The role of cMET in satellite cells during muscle regeneration
Webster, Micah Taube   
Carnegie Institution of Washington, D.C., Washington, DC, United States

Rhabdomyosarcoma (RMS) is the most common soft tissue sarcoma that occurs in children. Current treatment protocols for RMS combine surgery, chemotherapy, and radiation, yet fail to cure 30% of RMS cases. Though heterogeneous in clinical phenotype, all RMS are thought to arise from skeletal muscle precursor cells. The proto-oncogene, c-Met, is deregulated in at least two types of RMS, embryonal and the more aggressive alveolar, and has been identified as a potential target for treating RMS. c-Met encodes a receptor tyrosine kinase. Activation by its ligand, Hepatocyte Growth Factor (HGF), triggers multiple signaling cascades that modulate cell survival, proliferation, and migration of various cultured cell types. In vivo, the HGF/c-MET axis mediates efficient adult liver and skin regeneration in response to injury. Furthermore, this axis is indispensible for the migration and proliferation of appendicular muscle progenitors during embryogenesis.
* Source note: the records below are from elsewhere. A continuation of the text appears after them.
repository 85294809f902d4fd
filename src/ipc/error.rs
use serde_json::json;

pub fn ok(id: &str, result: serde_json::Value) -> serde_json::Value {
    json!({
        "id": id,
        "ok": true,
        "result": result
    })
}

pub fn err(
    id: &str,
    code: &str,
    message: impl Into<String>,
    details: Option<serde_json::Value>,
) -> serde_json::Value {
    let mut error = json!({
        "code": code,
        "message": message.into(),
    });
    if let Some(d) = details {
        error["details"] = d;
    }
    json!({
        "id": id,
        "ok": false,
        "error": error,
    })
}
use serde::{Deserialize, Serialize};
use std::collections::HashSet;
use thiserror::Error;

pub const DEFAULT_DAYS: [&str; 5] = ["Mon", "Tue", "Wed", "Thu", "Fri"];
pub const DEFAULT_TIME_SLOTS: [&str; 4] =
    ["07:00-10:00", "10:00-13:00", "13:00-16:00", "16:00-19:00"];

#[derive(Debug, Clone, PartialEq, Eq, Error)]
pub enum PartitionError {
    #[error("{0} must not be empty")]
    Empty(&'static str),
    #[error("{kind} contains a blank label")]
    Blank { kind: &'static str },
    #[error("{kind} contains duplicate label {label}")]
    Duplicate { kind: &'static str, label: String },
}

/// The weekdays and time-slots that index the grid, in display order.
#[derive(Debug, Clone, PartialEq, Eq, Serialize, Deserialize)]
#[serde(rename_all = "camelCase")]
pub struct TimePartition {
    days: Vec<String>,
    time_slots: Vec<String>,
}

impl TimePartition {
    pub fn new(days: Vec<String>, time_slots: Vec<String>) -> Result<Self, PartitionError> {
        check_labels("days", &days)?;
        check_labels("timeSlots", &time_slots)?;
        Ok(Self { days, time_slots })
    }

    pub fn days(&self) -> &[String] {
        &self.days
    }

    pub fn time_slots(&self) -> &[String] {
        &self.time_slots
    }

    pub fn day_index(&self, day: &str) -> Option<usize> {
        self.days.iter().position(|d| d == day)
    }

    pub fn slot_index(&self, slot: &str) -> Option<usize> {
        self.time_slots.iter().position(|s| s == slot)
    }
}

impl Default for TimePartition {
    fn default() -> Self {
        Self {
            days: DEFAULT_DAYS.iter().map(|s| s.to_string()).collect(),
            time_slots: DEFAULT_TIME_SLOTS.iter().map(|s| s.to_string()).collect(),
        }
    }
}

fn check_labels(kind: &'static str, labels: &[String]) -> Result<(), PartitionError> {
    if labels.is_empty() {
        return Err(PartitionError::Empty(kind));
    }
    let mut seen = HashSet::with_capacity(labels.len());
    for label in labels {
        if label.trim().is_empty() {
            return Err(PartitionError::Blank { kind });
        }
        if !seen.insert(label.as_str()) {
            return Err(PartitionError::Duplicate {
                kind,
                label: label.clone(),
            });
        }
    }
    Ok(())
}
Based on these findings, c-Met likely plays a role in adult muscle stem cells, i.e. satellite cells (SCs), during injury induced skeletal muscle regeneration. In uninjured muscle, quiescent SCs express c-Met. Upon muscle injury, SCs activate to proliferate and become myoblasts (muscle precursor cells) that accumulate at sites of injury where they fuse to form new muscle fibers. c-Met and Hgf are up-regulated in the muscle during this period, suggesting an involvement of these genes in myoregeneration. Preliminary data show that conditionally inactivated c-Met in adult mouse SCs disrupts injury induced muscle regeneration. Consistent with a role for c-MET in SC migration, c-Met mutant SCs do not accumulate at a defined muscle injury site. These preliminary data indicate that c-MET signaling enables SC migration and potentially other aspects of the SC response to muscle injury.
Aim 1) Because c-MET elicits multiple signaling cascades, the parameters of the c-Met mutant SC phenotype will be defined.
Aim 2) The extent of normal SC migration and the role that c- MET and HGF play in directing SCs to an injury site will be determined.
Aim 3) Branches of c-MET signaling important for SC migration and proliferation will be identified and further tested for ability to enhance SC migration and muscle regeneration. Finally, clonal analysis will be used to assess the functional significance of specific branches of c-MET signaling in SCs, potentially leading to a new model of c-MET induced tumorigenesis. The relative contributions of local SC proliferation versus recruitment of migratory SCs to muscle regeneration have long been debated. Moreover, the molecular signals that guide SC to injury sites has not been resolved. Studying the HGF/c-MET axis in SCs will inform these clinically relevant issues. Identifying c-MET effectors in adult muscle precursors is crucial not only for understanding muscle stem cell biology, but also for understanding general principles of stem cell mediated regeneration, and for developing therapies for RMS that exploit c-MET signaling pathways. As deregulation of c-MET signaling is implicated in myriad tumors, this research may be relevant to multiple cancers.

Public Health Relevance

c-Met, a proto-oncogene required for muscle precursor cell migration during development and cancer progression, is expressed in adult muscle stem cells though its function is currently unknown. The goals of this research include 1) identifying c-MET's role in mouse muscle stem cells during muscle regeneration 2) characterizing c-MET's effect on mouse muscle stem cell migration and 3) determining how c-MET enables the invasive behavior of mouse muscle stem cells during muscle regeneration. Findings from this research will be germane to various cancer studies, including Rhabdomyosarcoma that is derived from muscle precursor cells in which c-MET signaling is commonly deregulated.